Bureaucratic delays from the federal government have kept any of that transformation money from actually compensating hospitals which have shifted away from emergency care toward providing more coordinated care. In January, hospital association spokesman Philip Schmidt informed The Lund Report that the first allotment of dollars from the 2013 transformation pool will be disbursed in March.

Gov. Kate Brown’s healthcare advisor, Sean Kolmer, explained that 1 percent of the revenue generated from the hospital assessment tax will go into the new transformation pool, and half of that will be distributed to the CCOs. Since several of the CCOs are controlled by the hospitals, much of that money would still likely benefit the hospital systems.

Before the session, the Oregon Health Leadership Council promoted the new assessment tax as another two-year deal, but Courtney and Greenlick worked out a longer deal, which would make the new hospital assessment last four years so that the Legislature will not have to go through the motions of passing an assessment next session, as it has done in past years.

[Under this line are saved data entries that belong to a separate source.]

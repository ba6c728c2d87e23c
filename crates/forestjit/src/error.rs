//! Error types for forestjit.

use thiserror::Error;

/// Main error type for forestjit operations.
#[derive(Debug, Error)]
pub enum Error {
    /// Caller-supplied prediction input has the wrong shape. Recoverable by
    /// the caller; nothing was compiled or invoked.
    #[error("invalid input shape: {0}")]
    InvalidShape(String),

    /// The model file could not be parsed.
    #[error(transparent)]
    ModelParse(#[from] forestjit_model::ModelParseError),

    /// The frontend produced a structurally broken program. Fatal for this
    /// Model instance.
    #[error(transparent)]
    Verification(#[from] forestjit_ir::VerificationError),

    /// A persisted optimized-program blob could not be restored. Fatal for
    /// the restore call; the caller may fall back to full recompilation.
    #[error("cannot restore persisted program: {0}")]
    MalformedPersistedForm(#[from] forestjit_ir::PersistError),

    /// The compiled module lacks the expected entry symbol, which indicates
    /// an incompatible optimized program. Fatal.
    #[error("compiled module does not expose entry symbol `{0}`")]
    SymbolResolution(String),

    /// Native code generation failed. Fatal for this program; retrying with
    /// the same input cannot succeed.
    #[error("native code generation failed: {0}")]
    Codegen(String),

    #[error(transparent)]
    Io(#[from] std::io::Error),
}

impl From<cranelift_module::ModuleError> for Error {
    fn from(e: cranelift_module::ModuleError) -> Self {
        Error::Codegen(e.to_string())
    }
}

/// Result type alias for forestjit operations.
pub type Result<T> = std::result::Result<T, Error>;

“We’ve been doing it every two years, and it’s a mess,” Courtney told reporters. Not only does Courtney believe he’ll get a bye from pushing it through in 2017, he believes that the Republicans are on board with the assessment renewal vote for 2015.

In 2013, the passage of the hospital and nursing home assessment tax (which runs through 2020) was tied up for months by Senate Republicans hoping to extract political concessions from Democrats before finally voting to renew the tax. All taxes must receive the backing of 60 percent of legislators, even politically popular ones such as the hospital assessment tax.

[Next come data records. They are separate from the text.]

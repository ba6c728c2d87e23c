//! Tests for JIT-compiled forest programs.

use forestjit_ir::{Node, OptimizedIr, Segment, Tree};

use super::engine::JitEngine;
use super::entry::{EntryPoint, ENTRY_SYMBOL};

fn program(num_features: u32, base_score: f64, segments: Vec<Segment>) -> OptimizedIr {
    OptimizedIr {
        target: "test".to_string(),
        objective: "regression".to_string(),
        num_features,
        base_score,
        segments,
    }
}

fn inline(tree: Tree) -> Segment {
    Segment { tree, inline: true }
}

fn out_of_line(tree: Tree) -> Segment {
    Segment { tree, inline: false }
}

fn stump(feature: u32, threshold: f64, default_left: bool, left: f64, right: f64) -> Tree {
    Tree {
        nodes: vec![
            Node::Branch {
                feature,
                threshold,
                default_left,
                left: 1,
                right: 2,
            },
            Node::Leaf { value: left },
            Node::Leaf { value: right },
        ],
    }
}

fn jit(program: &OptimizedIr) -> (JitEngine, EntryPoint) {
    let mut engine = JitEngine::new().unwrap();
    engine.link_and_finalize(program).unwrap();
    let addr = engine.resolve_symbol(ENTRY_SYMBOL).unwrap();
    let entry = EntryPoint::new(addr, program.num_features as usize);
    (engine, entry)
}

fn run(entry: &EntryPoint, num_features: usize, rows: &[&[f64]]) -> Vec<f64> {
    let mut input = Vec::with_capacity(rows.len() * num_features);
    for row in rows {
        assert_eq!(row.len(), num_features);
        input.extend_from_slice(row);
    }
    let mut output = vec![0.0; rows.len()];
    entry.invoke(&input, &mut output);
    output
}

#[test]
fn test_leaf_only_program() {
    let p = program(1, 0.5, vec![inline(Tree::leaf(1.25))]);
    let (_engine, entry) = jit(&p);
    assert_eq!(run(&entry, 1, &[&[0.0], &[42.0]]), vec![1.75, 1.75]);
}

#[test]
fn test_single_branch_routing() {
    let p = program(1, 0.0, vec![inline(stump(0, 0.5, true, 1.0, 2.0))]);
    let (_engine, entry) = jit(&p);
    // Boundary value goes left (split condition is <=).
    assert_eq!(
        run(&entry, 1, &[&[0.25], &[0.5], &[0.75]]),
        vec![1.0, 1.0, 2.0]
    );
}

#[test]
fn test_nan_routes_to_default_direction() {
    let left_default = program(1, 0.0, vec![inline(stump(0, 0.5, true, 1.0, 2.0))]);
    let (_e1, entry) = jit(&left_default);
    assert_eq!(run(&entry, 1, &[&[f64::NAN]]), vec![1.0]);

    let right_default = program(1, 0.0, vec![inline(stump(0, 0.5, false, 1.0, 2.0))]);
    let (_e2, entry) = jit(&right_default);
    assert_eq!(run(&entry, 1, &[&[f64::NAN]]), vec![2.0]);
}

#[test]
fn test_trees_sum_with_base_score() {
    let p = program(
        2,
        0.25,
        vec![
            inline(stump(0, 0.0, true, -1.0, 1.0)),
            inline(stump(1, 0.0, true, -10.0, 10.0)),
            inline(Tree::leaf(100.0)),
        ],
    );
    let (_engine, entry) = jit(&p);
    assert_eq!(
        run(&entry, 2, &[&[1.0, -1.0], &[-1.0, 1.0]]),
        vec![0.25 + 1.0 - 10.0 + 100.0, 0.25 - 1.0 + 10.0 + 100.0]
    );
}

#[test]
fn test_out_of_line_tree_matches_inline() {
    let tree = stump(0, 1.5, true, 3.0, 7.0);
    let p_inline = program(1, 0.0, vec![inline(tree.clone())]);
    let p_called = program(1, 0.0, vec![out_of_line(tree)]);
    let (_e1, inline_entry) = jit(&p_inline);
    let (_e2, called_entry) = jit(&p_called);
    let rows: &[&[f64]] = &[&[1.0], &[2.0], &[f64::NAN]];
    assert_eq!(run(&inline_entry, 1, rows), run(&called_entry, 1, rows));
}

#[test]
fn test_out_of_line_symbol_is_resolvable() {
    let p = program(1, 0.0, vec![out_of_line(Tree::leaf(1.0))]);
    let mut engine = JitEngine::new().unwrap();
    engine.link_and_finalize(&p).unwrap();
    assert!(engine.resolve_symbol("tree_0").is_some());
}

#[test]
fn test_rows_are_independent() {
    let p = program(2, 0.0, vec![inline(stump(1, 5.0, true, -1.0, 1.0))]);
    let (_engine, entry) = jit(&p);
    let a = run(&entry, 2, &[&[0.0, 1.0]]);
    let b = run(&entry, 2, &[&[0.0, 9.0]]);
    let both = run(&entry, 2, &[&[0.0, 1.0], &[0.0, 9.0]]);
    assert_eq!(both, vec![a[0], b[0]]);
}

#[test]
fn test_empty_batch_writes_nothing() {
    let p = program(1, 0.0, vec![inline(Tree::leaf(1.0))]);
    let (_engine, entry) = jit(&p);
    let mut output: Vec<f64> = vec![];
    entry.invoke(&[], &mut output);
    assert!(output.is_empty());
}

#[test]
fn test_matches_reference_interpreter() {
    let p = program(
        3,
        0.1,
        vec![
            inline(Tree {
                nodes: vec![
                    Node::Branch {
                        feature: 0,
                        threshold: 2.0,
                        default_left: true,
                        left: 1,
                        right: 2,
                    },
                    Node::Branch {
                        feature: 2,
                        threshold: -1.0,
                        default_left: false,
                        left: 3,
                        right: 4,
                    },
                    Node::Leaf { value: 5.0 },
                    Node::Leaf { value: -2.5 },
                    Node::Leaf { value: 0.5 },
                ],
            }),
            out_of_line(stump(1, 0.0, false, 2.0, 4.0)),
        ],
    );
    let (_engine, entry) = jit(&p);
    let values = [-3.0, -1.0, 0.0, 1.5, 2.0, 7.0, f64::NAN];
    for &a in &values {
        for &b in &values {
            let row = [a, b, a - b];
            let got = run(&entry, 3, &[&row]);
            assert_eq!(got[0], p.evaluate(&row), "row {row:?}");
        }
    }
}

#[test]
fn test_resolve_before_link_is_none() {
    let engine = JitEngine::new().unwrap();
    assert!(engine.resolve_symbol(ENTRY_SYMBOL).is_none());
}

#[test]
fn test_unknown_symbol_is_none() {
    let p = program(1, 0.0, vec![inline(Tree::leaf(1.0))]);
    let mut engine = JitEngine::new().unwrap();
    engine.link_and_finalize(&p).unwrap();
    assert!(engine.resolve_symbol("no_such_symbol").is_none());
}

#[test]
fn test_engine_is_reusable_across_links() {
    let mut engine = JitEngine::new().unwrap();

    let first = program(1, 0.0, vec![inline(Tree::leaf(1.0))]);
    engine.link_and_finalize(&first).unwrap();
    let first_entry = EntryPoint::new(engine.resolve_symbol(ENTRY_SYMBOL).unwrap(), 1);
    assert_eq!(run(&first_entry, 1, &[&[0.0]]), vec![1.0]);

    let second = program(1, 0.0, vec![inline(Tree::leaf(2.0))]);
    engine.link_and_finalize(&second).unwrap();
    let second_entry = EntryPoint::new(engine.resolve_symbol(ENTRY_SYMBOL).unwrap(), 1);
    assert_eq!(run(&second_entry, 1, &[&[0.0]]), vec![2.0]);

    // The first program's code memory is still owned by the engine.
    assert_eq!(run(&first_entry, 1, &[&[0.0]]), vec![1.0]);
}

“I haven’t been told there’s any leveraging going on with this provider tax,” Courtney said.

Speaking with The Lund Report, freshman Republican and orthopedic surgeon Rep. Knute Buehler of Bend concurred: “I think that will have little or no opposition from my colleagues.”

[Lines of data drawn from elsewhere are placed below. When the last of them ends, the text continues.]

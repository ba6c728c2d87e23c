//! Parser for the LightGBM text model format.
//!
//! Only what the compiler needs is parsed: the header (objective, feature
//! count, class count) and the tree blocks. Trailing sections (feature
//! importances, parameters) are skipped.
//!
//! Notable encoding details:
//! - split condition is `value <= threshold` (left on equality);
//! - child entries in `left_child`/`right_child` are split indices when
//!   non-negative and encode leaf index `-(c) - 1` when negative;
//! - `decision_type` is a bitfield: bit 0 marks a categorical split
//!   (unsupported here), bit 1 means missing values default left.

use std::collections::HashMap;
use std::str::FromStr;

use forestjit_ir::{ForestIr, Node, Tree};

use crate::descriptor::ModelDescriptor;
use crate::error::ModelParseError;
use crate::objective::Objective;

const CATEGORICAL_MASK: u32 = 1;
const DEFAULT_LEFT_MASK: u32 = 2;

/// Parse the descriptor from the header section only.
pub fn parse_descriptor(text: &str) -> Result<ModelDescriptor, ModelParseError> {
    let header = parse_header(text);

    if let Some(num_class) = header.get("num_class") {
        let n: usize = parse_scalar(num_class, "num_class")?;
        if n != 1 {
            return Err(ModelParseError::Unsupported(format!(
                "multiclass models (num_class={n}) are not supported"
            )));
        }
    }

    let max_feature_idx: usize = parse_scalar(
        header
            .get("max_feature_idx")
            .ok_or(ModelParseError::MissingField("max_feature_idx"))?,
        "max_feature_idx",
    )?;
    let objective_name = header
        .get("objective")
        .ok_or(ModelParseError::MissingField("objective"))?
        .to_string();
    let objective = Objective::from_name(&objective_name)?;

    Ok(ModelDescriptor {
        num_features: max_feature_idx + 1,
        objective_name,
        objective,
    })
}

/// Parse the full model into the unoptimized program form.
pub fn parse_forest(text: &str) -> Result<ForestIr, ModelParseError> {
    let descriptor = parse_descriptor(text)?;
    let mut trees = Vec::new();

    let mut lines = text.lines();
    while let Some(line) = lines.next() {
        let line = line.trim();
        if line == "end of trees" {
            break;
        }
        let Some(index) = line.strip_prefix("Tree=") else {
            continue;
        };
        let index: usize = parse_scalar(index, "Tree")?;

        let mut fields: HashMap<&str, &str> = HashMap::new();
        for line in lines.by_ref() {
            let line = line.trim();
            if line.is_empty() {
                break;
            }
            if let Some((key, value)) = line.split_once('=') {
                fields.insert(key, value);
            }
        }
        trees.push(build_tree(index, &fields)?);
    }

    if trees.is_empty() {
        return Err(ModelParseError::Malformed(
            "model file contains no trees".to_string(),
        ));
    }

    Ok(ForestIr {
        num_features: descriptor.num_features as u32,
        base_score: 0.0,
        trees,
    })
}

/// Header = every `key=value` line before the first `Tree=` block.
fn parse_header(text: &str) -> HashMap<&str, &str> {
    let mut header = HashMap::new();
    for line in text.lines() {
        let line = line.trim();
        if line.starts_with("Tree=") {
            break;
        }
        if let Some((key, value)) = line.split_once('=') {
            header.insert(key, value);
        }
    }
    header
}

fn build_tree(index: usize, fields: &HashMap<&str, &str>) -> Result<Tree, ModelParseError> {
    let require = |field: &'static str| {
        fields
            .get(field)
            .copied()
            .ok_or(ModelParseError::MissingTreeField { tree: index, field })
    };

    if let Some(is_linear) = fields.get("is_linear") {
        if is_linear.trim() != "0" {
            return Err(ModelParseError::Unsupported(format!(
                "tree {index} uses linear leaves"
            )));
        }
    }

    let num_leaves: usize = parse_scalar(require("num_leaves")?, "num_leaves")?;
    let leaf_value: Vec<f64> = parse_array(require("leaf_value")?, "leaf_value")?;
    if leaf_value.len() != num_leaves {
        return Err(ModelParseError::Malformed(format!(
            "tree {index}: expected {num_leaves} leaf values, found {}",
            leaf_value.len()
        )));
    }

    // A one-leaf tree is a bare constant; there are no split arrays.
    if num_leaves == 1 {
        return Ok(Tree::leaf(leaf_value[0]));
    }

    let num_splits = num_leaves - 1;
    let split_feature: Vec<u32> = parse_array(require("split_feature")?, "split_feature")?;
    let threshold: Vec<f64> = parse_array(require("threshold")?, "threshold")?;
    let decision_type: Vec<u32> = parse_array(require("decision_type")?, "decision_type")?;
    let left_child: Vec<i64> = parse_array(require("left_child")?, "left_child")?;
    let right_child: Vec<i64> = parse_array(require("right_child")?, "right_child")?;

    for (field, len) in [
        ("split_feature", split_feature.len()),
        ("threshold", threshold.len()),
        ("decision_type", decision_type.len()),
        ("left_child", left_child.len()),
        ("right_child", right_child.len()),
    ] {
        if len != num_splits {
            return Err(ModelParseError::Malformed(format!(
                "tree {index}: expected {num_splits} entries in `{field}`, found {len}"
            )));
        }
    }

    let splits = Splits {
        tree: index,
        split_feature: &split_feature,
        threshold: &threshold,
        decision_type: &decision_type,
        left_child: &left_child,
        right_child: &right_child,
        leaf_value: &leaf_value,
    };

    // Pre-order emission: a parent's slot is claimed before its children
    // are emitted, so child indices always point forward.
    let mut nodes = Vec::with_capacity(2 * num_splits + 1);
    let mut visited = vec![false; num_splits];
    splits.emit(0, &mut nodes, &mut visited)?;
    Ok(Tree { nodes })
}

struct Splits<'a> {
    tree: usize,
    split_feature: &'a [u32],
    threshold: &'a [f64],
    decision_type: &'a [u32],
    left_child: &'a [i64],
    right_child: &'a [i64],
    leaf_value: &'a [f64],
}

impl Splits<'_> {
    fn emit(
        &self,
        node_ref: i64,
        out: &mut Vec<Node>,
        visited: &mut [bool],
    ) -> Result<u32, ModelParseError> {
        if node_ref < 0 {
            let leaf = (-node_ref - 1) as usize;
            let value = *self.leaf_value.get(leaf).ok_or_else(|| {
                ModelParseError::Malformed(format!(
                    "tree {}: leaf index {leaf} out of range",
                    self.tree
                ))
            })?;
            out.push(Node::Leaf { value });
            return Ok(out.len() as u32 - 1);
        }

        let split = node_ref as usize;
        if split >= self.split_feature.len() || visited[split] {
            return Err(ModelParseError::Malformed(format!(
                "tree {}: split index {split} is out of range or forms a cycle",
                self.tree
            )));
        }
        visited[split] = true;

        if self.decision_type[split] & CATEGORICAL_MASK != 0 {
            return Err(ModelParseError::Unsupported(format!(
                "tree {} uses categorical splits",
                self.tree
            )));
        }

        let slot = out.len();
        out.push(Node::Leaf { value: 0.0 }); // placeholder until children exist
        let left = self.emit(self.left_child[split], out, visited)?;
        let right = self.emit(self.right_child[split], out, visited)?;
        out[slot] = Node::Branch {
            feature: self.split_feature[split],
            threshold: self.threshold[split],
            default_left: self.decision_type[split] & DEFAULT_LEFT_MASK != 0,
            left,
            right,
        };
        Ok(slot as u32)
    }
}

fn parse_scalar<T: FromStr>(value: &str, field: &str) -> Result<T, ModelParseError> {
    value
        .trim()
        .parse()
        .map_err(|_| ModelParseError::Malformed(format!("cannot parse `{field}` value `{value}`")))
}

fn parse_array<T: FromStr>(value: &str, field: &str) -> Result<Vec<T>, ModelParseError> {
    value
        .split_whitespace()
        .map(|v| {
            v.parse().map_err(|_| {
                ModelParseError::Malformed(format!("cannot parse `{field}` entry `{v}`"))
            })
        })
        .collect()
}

The bill was presented to the House Health Committee by Dave Underriner, the chief executive of Providence Health & Services -- Oregon; Martin Taylor, the director of CareOregon, which contracts with four CCOs to manage care for the Oregon Health Plan; and Kolmer.

Kolmer has remained in state government as Brown’s healthcare advisor, despite both his role in the development of Cover Oregon and his close relationship to former Gov. John Kitzhaber, who was railroaded out of office earlier this month amid ethics allegations involving his fiancee, Cylvia Hayes.

“In light of where we are in the legislative session, there is benefit to restoring stability, and she values the institutional knowledge of senior staff in specific policy areas,” Brown’s spokeswoman, Kristen Grainger, told The Lund Report in response to a question about Kolmer’s continued role.